On 57th Street she'll remember that one dinner with a much older man from her office, they used to flirt, she should have left it at that, was trying something other than men in black, that direction didn't stick. Over on Bank Street she'll remember that loft apartment she once looked at in Westbeth, wonders if it would have gone differently if she'd moved downtown, if she'd have slipped into a life that made more sense, or if downtown would have just been a variation on a theme. Uptown on Third Avenue she'll remember her first kiss, it was around here somewhere, she's sure, it's a bit of a sweet memory; he was nice, and he's still nice, that's a what-if rabbit hole too. Or where the Palladium was, a dorm now, she'll still think of that one time she went there when it was a club, shared a glance with one of those guys from the Brat Pack, which one was it. On Riverside Drive she'll think of her first therapist, how for years she shook her head no to every reasonable suggestion he made, until one day he suggested she should teach, how it was like she'd been pouring nickels into the same slot machine for years and it finally paid out. Down by Wall Street the streets feel haunted, could just be it's nighttime, could be she feels like she's walking on the dust of her friends. Or she'll see some young woman going into Stuyvesant Town who looks like her grade school friend she'd been trying to track down, the one who never turned up on Google because she died before Google was a thing. Or she'll be in a neighborhood that she didn't spend a lot of time in, but a restaurant location that's housed nine different trendy restaurants since she was last there will bring up dinners she couldn't afford, ones where she drank at home before dinner because drinks were six dollars, or ordered an appetizer saying she wasn't hungry but it was really because she couldn't afford an entrée, but then the bill was of course always split evenly at the end of the night, at which time she always wanted to yell that she couldn't even afford the appetizer to begin with, remembers when it seemed like a good idea to get a hostess job at that restaurant, but how awful everyone was, the customers and the waiters and the owners, everyone, not approving of her clothes or her shoes or her hair or her ability to do her job (not friendly enough, they said), and that that job, and not a few others like it, usually lasted for a week or two at most.
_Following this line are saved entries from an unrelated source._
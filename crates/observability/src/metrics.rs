//! Prometheus-kompatible Metriken fuer Shopwerk
//!
//! Registrierte Metriken:
//! - `shopwerk_anmeldungen_total` – Counter: Anmeldeversuche (kind, result)
//! - `shopwerk_token_abgelehnt_total` – Counter: Abgelehnte Bearer-Tokens (grund)
//! - `shopwerk_zugriff_verweigert_total` – Counter: Guard-Ablehnungen (guard)
//! - `shopwerk_http_requests_total` – Counter: HTTP-Anfragen (method, path, status)
//! - `shopwerk_http_request_duration_seconds` – Histogram: HTTP-Antwortzeit

use std::sync::Arc;

use anyhow::Result;
use axum::{extract::State, response::IntoResponse, routing::get, Router};
use prometheus::{Encoder, HistogramOpts, HistogramVec, IntCounterVec, Opts, Registry, TextEncoder};

/// Alle Shopwerk-Prometheus-Metriken
#[derive(Clone)]
pub struct ShopMetriken {
    pub registry: Arc<Registry>,

    // Auth-Metriken
    pub anmeldungen_total: IntCounterVec,
    pub token_abgelehnt_total: IntCounterVec,
    pub zugriff_verweigert_total: IntCounterVec,

    // HTTP-Metriken
    pub http_requests_total: IntCounterVec,
    pub http_request_duration_seconds: HistogramVec,
}

impl ShopMetriken {
    /// Erstellt und registriert alle Metriken in einer neuen Registry
    pub fn neu() -> Result<Self> {
        let registry = Registry::new();

        // --- Auth-Metriken ---
        let anmeldungen_total = IntCounterVec::new(
            Opts::new("shopwerk_anmeldungen_total", "Anmeldeversuche nach Art und Ergebnis"),
            &["kind", "result"],
        )?;
        registry.register(Box::new(anmeldungen_total.clone()))?;

        let token_abgelehnt_total = IntCounterVec::new(
            Opts::new(
                "shopwerk_token_abgelehnt_total",
                "Abgelehnte Bearer-Tokens nach Grund",
            ),
            &["grund"],
        )?;
        registry.register(Box::new(token_abgelehnt_total.clone()))?;

        let zugriff_verweigert_total = IntCounterVec::new(
            Opts::new(
                "shopwerk_zugriff_verweigert_total",
                "Von Guards abgelehnte Anfragen",
            ),
            &["guard"],
        )?;
        registry.register(Box::new(zugriff_verweigert_total.clone()))?;

        // --- HTTP-Metriken ---
        let http_requests_total = IntCounterVec::new(
            Opts::new("shopwerk_http_requests_total", "Gesamtanzahl HTTP-Anfragen"),
            &["method", "path", "status"],
        )?;
        registry.register(Box::new(http_requests_total.clone()))?;

        let http_request_duration_seconds = HistogramVec::new(
            HistogramOpts::new(
                "shopwerk_http_request_duration_seconds",
                "HTTP-Antwortzeit in Sekunden",
            )
            .buckets(vec![
                0.001, 0.005, 0.01, 0.025, 0.05, 0.1, 0.25, 0.5, 1.0, 2.5,
            ]),
            &["method", "path"],
        )?;
        registry.register(Box::new(http_request_duration_seconds.clone()))?;

        Ok(Self {
            registry: Arc::new(registry),
            anmeldungen_total,
            token_abgelehnt_total,
            zugriff_verweigert_total,
            http_requests_total,
            http_request_duration_seconds,
        })
    }

    /// Zaehlt einen Anmeldeversuch (`kind`: user/admin, `result`: ok/fehler)
    pub fn anmeldung_zaehlen(&self, kind: &str, erfolgreich: bool) {
        let result = if erfolgreich { "ok" } else { "fehler" };
        self.anmeldungen_total
            .with_label_values(&[kind, result])
            .inc();
    }

    pub fn token_abgelehnt(&self, grund: &str) {
        self.token_abgelehnt_total.with_label_values(&[grund]).inc();
    }

    pub fn zugriff_verweigert(&self, guard: &str) {
        self.zugriff_verweigert_total
            .with_label_values(&[guard])
            .inc();
    }

    /// Exportiert alle Metriken im Prometheus-Textformat
    pub fn exportieren(&self) -> Result<String> {
        let encoder = TextEncoder::new();
        let metric_families = self.registry.gather();
        let mut buffer = Vec::new();
        encoder.encode(&metric_families, &mut buffer)?;
        Ok(String::from_utf8(buffer)?)
    }
}

/// Axum-Router fuer den `/metrics`-Endpunkt
pub fn metrics_router(metriken: ShopMetriken) -> Router {
    Router::new()
        .route("/metrics", get(metrics_handler))
        .with_state(metriken)
}

async fn metrics_handler(State(metriken): State<ShopMetriken>) -> impl IntoResponse {
    match metriken.exportieren() {
        Ok(text) => (
            axum::http::StatusCode::OK,
            [(
                axum::http::header::CONTENT_TYPE,
                "text/plain; version=0.0.4",
            )],
            text,
        )
            .into_response(),
        Err(err) => {
            tracing::error!("Metriken-Export fehlgeschlagen: {err}");
            axum::http::StatusCode::INTERNAL_SERVER_ERROR.into_response()
        }
    }
}
//! REST-Handler fuer Kunden-Authentifizierung

use axum::{
    extract::State,
    http::StatusCode,
    response::{IntoResponse, Json},
    Extension,
};
use serde::Deserialize;

use shopwerk_auth::{Anmeldung, AuthError, KundenRegistrierung};
use shopwerk_core::{Principal, PrincipalArt};

use crate::{error::ApiResult, extract::JsonBody, middleware::Angemeldet, ApiState};

/// Anmeldedaten fuer Kunden und Administratoren
#[derive(Deserialize)]
pub struct AnmeldeBody {
    pub email: String,
    pub password: String,
}

/// `POST /v1/auth/register`
pub async fn registrieren(
    State(state): State<ApiState>,
    JsonBody(body): JsonBody<KundenRegistrierung>,
) -> ApiResult<impl IntoResponse> {
    let anmeldung = state.auth.kunde_registrieren(body).await?;
    Ok((StatusCode::CREATED, Json(anmeldung)))
}

/// `POST /v1/auth/login`
pub async fn anmelden(
    State(state): State<ApiState>,
    JsonBody(body): JsonBody<AnmeldeBody>,
) -> ApiResult<Json<Anmeldung>> {
    let ergebnis = state.auth.kunde_anmelden(&body.email, &body.password).await;
    anmeldung_zaehlen(&state, PrincipalArt::Kunde, &ergebnis);
    Ok(Json(ergebnis?))
}

pub(crate) fn anmeldung_zaehlen(
    state: &ApiState,
    art: PrincipalArt,
    ergebnis: &Result<Anmeldung, AuthError>,
) {
    match ergebnis {
        Ok(_) => state.metriken.anmeldung_zaehlen(art.als_str(), true),
        Err(AuthError::UngueltigeAnmeldedaten) => {
            state.metriken.anmeldung_zaehlen(art.als_str(), false)
        }
        Err(_) => {}
    }
}

/// `POST /v1/auth/logout`
pub async fn abmelden(
    State(state): State<ApiState>,
    Extension(angemeldet): Extension<Angemeldet>,
) -> ApiResult<StatusCode> {
    state.auth.abmelden(&angemeldet.token).await?;
    tracing::info!(principal = %angemeldet.principal.id(), "Abgemeldet");
    Ok(StatusCode::NO_CONTENT)
}

/// `GET /v1/auth/me`
pub async fn ich(Extension(angemeldet): Extension<Angemeldet>) -> Json<Principal> {
    Json(angemeldet.principal)
}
Or a doorway will look familiar, and even if it's a doorway that's been polished up, a doorway that has a nice new security system or some such, she'll remember the photographer upstairs who told her he was also a psychologist and did she mind if he just asked a few personal questions to get to know her better and how creeped out she was but still answered some of the questions before leaving - why? - why didn't she just leave? - because don't you know that seven or eight years later that guy was brutally murdered in that very photo studio above that nice security system, by the pissed-off boyfriend of a lingerie model (the term 'lingerie' and the lingerie itself and maybe even the term 'model' all being used loosely here), and in the photo of the boyfriend/murderer, on the front page of the Post, on his way to jail, guess what he's covering his face with, his black shirt. Or she'll see some some older guy with a high-pitched laugh at a bus stop who reminds her of the good things about her stepdad, any or all of it cause for contemplation of her old, less good life, the one where she drank a lot and could not find a boyfriend or a job she ever really liked and was broke always and her mom her mom, with the crazy and the cancer, her mom is still everywhere here, in front of Fairway picking out fruit, on the Lower East Side in front of lighting stores and wholesale shops that haven't existed for decades, in a dishware store in Chelsea Market even though there was no Chelsea Market then and no such thing in that building even, that dishware store was ten blocks up. Sometimes that's not even so bad, some lady on the street carrying an ironing board looks like her mom from far away, dark thick hair, and she thinks of all the times her mom came over with things she might need, leftover fabric from a dress that could make a cute top, a saucepan, a book about forgiveness (was she asking to be forgiven, or the other way around, still not known, will never be known). You'd think years of therapy would help that some, it surely has, though there she is in her dreams too, again and again, on the days when her specters aren't out walking the street on her behalf.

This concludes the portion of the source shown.